DATA FOR THE TASK section start

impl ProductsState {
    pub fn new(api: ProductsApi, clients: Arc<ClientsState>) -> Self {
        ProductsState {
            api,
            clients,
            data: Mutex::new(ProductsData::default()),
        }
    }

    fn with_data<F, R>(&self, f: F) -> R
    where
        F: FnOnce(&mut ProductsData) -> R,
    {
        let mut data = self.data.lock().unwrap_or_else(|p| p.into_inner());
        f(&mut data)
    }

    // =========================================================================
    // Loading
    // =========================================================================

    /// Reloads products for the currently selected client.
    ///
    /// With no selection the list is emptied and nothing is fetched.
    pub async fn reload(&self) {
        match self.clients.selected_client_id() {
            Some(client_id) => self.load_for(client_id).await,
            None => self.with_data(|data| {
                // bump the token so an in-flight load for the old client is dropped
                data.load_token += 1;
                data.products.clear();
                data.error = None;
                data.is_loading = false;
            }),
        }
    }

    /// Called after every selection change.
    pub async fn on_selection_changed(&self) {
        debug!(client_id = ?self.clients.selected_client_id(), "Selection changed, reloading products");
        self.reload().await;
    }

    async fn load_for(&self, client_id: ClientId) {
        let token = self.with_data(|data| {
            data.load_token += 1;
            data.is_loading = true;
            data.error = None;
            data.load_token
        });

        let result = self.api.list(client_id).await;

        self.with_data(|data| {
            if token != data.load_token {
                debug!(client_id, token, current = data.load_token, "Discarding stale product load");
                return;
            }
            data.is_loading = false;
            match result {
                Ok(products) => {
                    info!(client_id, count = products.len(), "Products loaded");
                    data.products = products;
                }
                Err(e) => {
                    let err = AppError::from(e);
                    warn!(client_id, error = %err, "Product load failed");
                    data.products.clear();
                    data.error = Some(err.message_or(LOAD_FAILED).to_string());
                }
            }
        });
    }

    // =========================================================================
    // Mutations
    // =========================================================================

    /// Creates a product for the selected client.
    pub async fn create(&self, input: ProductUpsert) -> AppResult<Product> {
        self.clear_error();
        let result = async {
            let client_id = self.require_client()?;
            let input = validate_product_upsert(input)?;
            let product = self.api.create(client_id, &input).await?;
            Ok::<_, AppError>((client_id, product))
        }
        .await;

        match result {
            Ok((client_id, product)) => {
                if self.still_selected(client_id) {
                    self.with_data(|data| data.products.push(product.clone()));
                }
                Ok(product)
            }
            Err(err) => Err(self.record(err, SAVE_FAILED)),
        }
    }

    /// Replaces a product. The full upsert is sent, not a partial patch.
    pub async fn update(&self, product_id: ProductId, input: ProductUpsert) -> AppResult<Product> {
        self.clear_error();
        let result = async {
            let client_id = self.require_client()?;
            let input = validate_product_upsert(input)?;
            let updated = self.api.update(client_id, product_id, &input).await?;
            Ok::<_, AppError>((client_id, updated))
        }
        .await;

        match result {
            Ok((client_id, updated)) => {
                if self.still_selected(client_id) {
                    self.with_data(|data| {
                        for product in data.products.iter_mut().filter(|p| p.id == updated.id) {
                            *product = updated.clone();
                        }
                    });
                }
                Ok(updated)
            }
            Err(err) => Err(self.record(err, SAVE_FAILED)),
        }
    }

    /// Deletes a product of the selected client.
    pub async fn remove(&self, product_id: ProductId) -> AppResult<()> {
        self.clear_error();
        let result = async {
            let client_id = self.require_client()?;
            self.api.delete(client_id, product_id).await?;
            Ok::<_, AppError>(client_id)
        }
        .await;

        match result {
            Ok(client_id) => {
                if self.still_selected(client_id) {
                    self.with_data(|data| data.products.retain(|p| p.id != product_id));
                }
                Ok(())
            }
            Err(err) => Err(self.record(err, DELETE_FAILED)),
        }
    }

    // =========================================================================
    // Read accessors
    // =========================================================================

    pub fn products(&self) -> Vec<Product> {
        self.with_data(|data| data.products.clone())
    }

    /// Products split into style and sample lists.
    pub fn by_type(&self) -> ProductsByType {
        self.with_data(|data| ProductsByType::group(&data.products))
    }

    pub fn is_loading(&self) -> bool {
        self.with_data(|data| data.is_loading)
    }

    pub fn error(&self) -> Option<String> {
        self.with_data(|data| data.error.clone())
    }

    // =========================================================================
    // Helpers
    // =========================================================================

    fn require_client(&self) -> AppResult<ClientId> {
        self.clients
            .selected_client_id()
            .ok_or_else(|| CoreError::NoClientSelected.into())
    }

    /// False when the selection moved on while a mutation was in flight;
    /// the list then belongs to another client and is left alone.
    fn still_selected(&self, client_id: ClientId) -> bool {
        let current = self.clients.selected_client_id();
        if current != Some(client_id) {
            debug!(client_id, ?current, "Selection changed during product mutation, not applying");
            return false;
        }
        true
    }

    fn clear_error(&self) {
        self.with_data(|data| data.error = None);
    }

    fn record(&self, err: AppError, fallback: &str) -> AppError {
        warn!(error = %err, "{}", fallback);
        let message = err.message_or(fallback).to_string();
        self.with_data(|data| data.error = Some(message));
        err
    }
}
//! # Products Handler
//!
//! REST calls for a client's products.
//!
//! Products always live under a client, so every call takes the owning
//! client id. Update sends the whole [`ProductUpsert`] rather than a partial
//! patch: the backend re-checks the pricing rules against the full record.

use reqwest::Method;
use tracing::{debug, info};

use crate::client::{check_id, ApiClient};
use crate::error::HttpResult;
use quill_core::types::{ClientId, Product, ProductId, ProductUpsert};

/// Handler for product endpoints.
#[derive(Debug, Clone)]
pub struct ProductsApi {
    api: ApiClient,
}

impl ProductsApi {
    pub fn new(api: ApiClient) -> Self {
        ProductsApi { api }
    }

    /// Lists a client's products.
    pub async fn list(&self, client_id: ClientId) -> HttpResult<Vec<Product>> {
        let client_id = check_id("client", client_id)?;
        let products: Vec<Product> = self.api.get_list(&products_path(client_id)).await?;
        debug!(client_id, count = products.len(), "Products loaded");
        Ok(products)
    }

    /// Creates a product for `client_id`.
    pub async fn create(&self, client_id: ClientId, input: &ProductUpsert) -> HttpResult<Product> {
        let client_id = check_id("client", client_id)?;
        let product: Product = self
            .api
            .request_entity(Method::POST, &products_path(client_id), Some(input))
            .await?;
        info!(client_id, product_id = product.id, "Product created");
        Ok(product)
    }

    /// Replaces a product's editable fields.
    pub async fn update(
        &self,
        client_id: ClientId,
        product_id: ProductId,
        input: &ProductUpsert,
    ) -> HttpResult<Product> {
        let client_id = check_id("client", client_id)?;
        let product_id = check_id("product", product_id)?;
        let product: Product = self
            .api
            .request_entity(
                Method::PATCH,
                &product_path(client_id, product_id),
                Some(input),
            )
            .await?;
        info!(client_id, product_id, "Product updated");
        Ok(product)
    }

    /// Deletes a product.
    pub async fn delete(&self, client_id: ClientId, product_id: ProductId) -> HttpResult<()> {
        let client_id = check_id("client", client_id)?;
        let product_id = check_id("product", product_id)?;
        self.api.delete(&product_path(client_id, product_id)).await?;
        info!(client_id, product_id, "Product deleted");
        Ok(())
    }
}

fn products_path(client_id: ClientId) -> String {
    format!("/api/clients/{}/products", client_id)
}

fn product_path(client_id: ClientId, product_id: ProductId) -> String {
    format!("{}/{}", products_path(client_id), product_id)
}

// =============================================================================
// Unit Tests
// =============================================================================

DATA FOR THE TASK section end

[WHAT THE TASK ASKS]:
Give back each line above exactly as written.

[WRITTEN ANSWER]:
impl ProductsState {
    pub fn new(api: ProductsApi, clients: Arc<ClientsState>) -> Self {
        ProductsState {
            api,
            clients,
            data: Mutex::new(ProductsData::default()),
        }
    }

    fn with_data<F, R>(&self, f: F) -> R
    where
        F: FnOnce(&mut ProductsData) -> R,
    {
        let mut data = self.data.lock().unwrap_or_else(|p| p.into_inner());
        f(&mut data)
    }

    // =========================================================================
    // Loading
    // =========================================================================

    /// Reloads products for the currently selected client.
    ///
    /// With no selection the list is emptied and nothing is fetched.
    pub async fn reload(&self) {
        match self.clients.selected_client_id() {
            Some(client_id) => self.load_for(client_id).await,
            None => self.with_data(|data| {
                // bump the token so an in-flight load for the old client is dropped
                data.load_token += 1;
                data.products.clear();
                data.error = None;
                data.is_loading = false;
            }),
        }
    }

    /// Called after every selection change.
    pub async fn on_selection_changed(&self) {
        debug!(client_id = ?self.clients.selected_client_id(), "Selection changed, reloading products");
        self.reload().await;
    }

    async fn load_for(&self, client_id: ClientId) {
        let token = self.with_data(|data| {
            data.load_token += 1;
            data.is_loading = true;
            data.error = None;
            data.load_token
        });

        let result = self.api.list(client_id).await;

        self.with_data(|data| {
            if token != data.load_token {
                debug!(client_id, token, current = data.load_token, "Discarding stale product load");
                return;
            }
            data.is_loading = false;
            match result {
                Ok(products) => {
                    info!(client_id, count = products.len(), "Products loaded");
                    data.products = products;
                }
                Err(e) => {
                    let err = AppError::from(e);
                    warn!(client_id, error = %err, "Product load failed");
                    data.products.clear();
                    data.error = Some(err.message_or(LOAD_FAILED).to_string());
                }
            }
        });
    }

    // =========================================================================
    // Mutations
    // =========================================================================

    /// Creates a product for the selected client.
    pub async fn create(&self, input: ProductUpsert) -> AppResult<Product> {
        self.clear_error();
        let result = async {
            let client_id = self.require_client()?;
            let input = validate_product_upsert(input)?;
            let product = self.api.create(client_id, &input).await?;
            Ok::<_, AppError>((client_id, product))
        }
        .await;

        match result {
            Ok((client_id, product)) => {
                if self.still_selected(client_id) {
                    self.with_data(|data| data.products.push(product.clone()));
                }
                Ok(product)
            }
            Err(err) => Err(self.record(err, SAVE_FAILED)),
        }
    }

    /// Replaces a product. The full upsert is sent, not a partial patch.
    pub async fn update(&self, product_id: ProductId, input: ProductUpsert) -> AppResult<Product> {
        self.clear_error();
        let result = async {
            let client_id = self.require_client()?;
            let input = validate_product_upsert(input)?;
            let updated = self.api.update(client_id, product_id, &input).await?;
            Ok::<_, AppError>((client_id, updated))
        }
        .await;

        match result {
            Ok((client_id, updated)) => {
                if self.still_selected(client_id) {
                    self.with_data(|data| {
                        for product in data.products.iter_mut().filter(|p| p.id == updated.id) {
                            *product = updated.clone();
                        }
                    });
                }
                Ok(updated)
            }
            Err(err) => Err(self.record(err, SAVE_FAILED)),
        }
    }

    /// Deletes a product of the selected client.
    pub async fn remove(&self, product_id: ProductId) -> AppResult<()> {
        self.clear_error();
        let result = async {
            let client_id = self.require_client()?;
            self.api.delete(client_id, product_id).await?;
            Ok::<_, AppError>(client_id)
        }
        .await;

        match result {
            Ok(client_id) => {
                if self.still_selected(client_id) {
                    self.with_data(|data| data.products.retain(|p| p.id != product_id));
                }
                Ok(())
            }
            Err(err) => Err(self.record(err, DELETE_FAILED)),
        }
    }

    // =========================================================================
    // Read accessors
    // =========================================================================

    pub fn products(&self) -> Vec<Product> {
        self.with_data(|data| data.products.clone())
    }

    /// Products split into style and sample lists.
    pub fn by_type(&self) -> ProductsByType {
        self.with_data(|data| ProductsByType::group(&data.products))
    }

    pub fn is_loading(&self) -> bool {
        self.with_data(|data| data.is_loading)
    }

    pub fn error(&self) -> Option<String> {
        self.with_data(|data| data.error.clone())
    }

    // =========================================================================
    // Helpers
    // =========================================================================

    fn require_client(&self) -> AppResult<ClientId> {
        self.clients
            .selected_client_id()
            .ok_or_else(|| CoreError::NoClientSelected.into())
    }

    /// False when the selection moved on while a mutation was in flight;
    /// the list then belongs to another client and is left alone.
    fn still_selected(&self, client_id: ClientId) -> bool {
        let current = self.clients.selected_client_id();
        if current != Some(client_id) {
            debug!(client_id, ?current, "Selection changed during product mutation, not applying");
            return false;
        }
        true
    }

    fn clear_error(&self) {
        self.with_data(|data| data.error = None);
    }

    fn record(&self, err: AppError, fallback: &str) -> AppError {
        warn!(error = %err, "{}", fallback);
        let message = err.message_or(fallback).to_string();
        self.with_data(|data| data.error = Some(message));
        err
    }
}
//! # Products Handler
//!
//! REST calls for a client's products.
//!
//! Products always live under a client, so every call takes the owning
//! client id. Update sends the whole [`ProductUpsert`] rather than a partial
//! patch: the backend re-checks the pricing rules against the full record.

use reqwest::Method;
use tracing::{debug, info};

use crate::client::{check_id, ApiClient};
use crate::error::HttpResult;
use quill_core::types::{ClientId, Product, ProductId, ProductUpsert};

/// Handler for product endpoints.
#[derive(Debug, Clone)]
pub struct ProductsApi {
    api: ApiClient,
}

impl ProductsApi {
    pub fn new(api: ApiClient) -> Self {
        ProductsApi { api }
    }

    /// Lists a client's products.
    pub async fn list(&self, client_id: ClientId) -> HttpResult<Vec<Product>> {
        let client_id = check_id("client", client_id)?;
        let products: Vec<Product> = self.api.get_list(&products_path(client_id)).await?;
        debug!(client_id, count = products.len(), "Products loaded");
        Ok(products)
    }

    /// Creates a product for `client_id`.
    pub async fn create(&self, client_id: ClientId, input: &ProductUpsert) -> HttpResult<Product> {
        let client_id = check_id("client", client_id)?;
        let product: Product = self
            .api
            .request_entity(Method::POST, &products_path(client_id), Some(input))
            .await?;
        info!(client_id, product_id = product.id, "Product created");
        Ok(product)
    }

    /// Replaces a product's editable fields.
    pub async fn update(
        &self,
        client_id: ClientId,
        product_id: ProductId,
        input: &ProductUpsert,
    ) -> HttpResult<Product> {
        let client_id = check_id("client", client_id)?;
        let product_id = check_id("product", product_id)?;
        let product: Product = self
            .api
            .request_entity(
                Method::PATCH,
                &product_path(client_id, product_id),
                Some(input),
            )
            .await?;
        info!(client_id, product_id, "Product updated");
        Ok(product)
    }

    /// Deletes a product.
    pub async fn delete(&self, client_id: ClientId, product_id: ProductId) -> HttpResult<()> {
        let client_id = check_id("client", client_id)?;
        let product_id = check_id("product", product_id)?;
        self.api.delete(&product_path(client_id, product_id)).await?;
        info!(client_id, product_id, "Product deleted");
        Ok(())
    }
}

fn products_path(client_id: ClientId) -> String {
    format!("/api/clients/{}/products", client_id)
}

fn product_path(client_id: ClientId, product_id: ProductId) -> String {
    format!("{}/{}", products_path(client_id), product_id)
}

// =============================================================================
// Unit Tests
// =============================================================================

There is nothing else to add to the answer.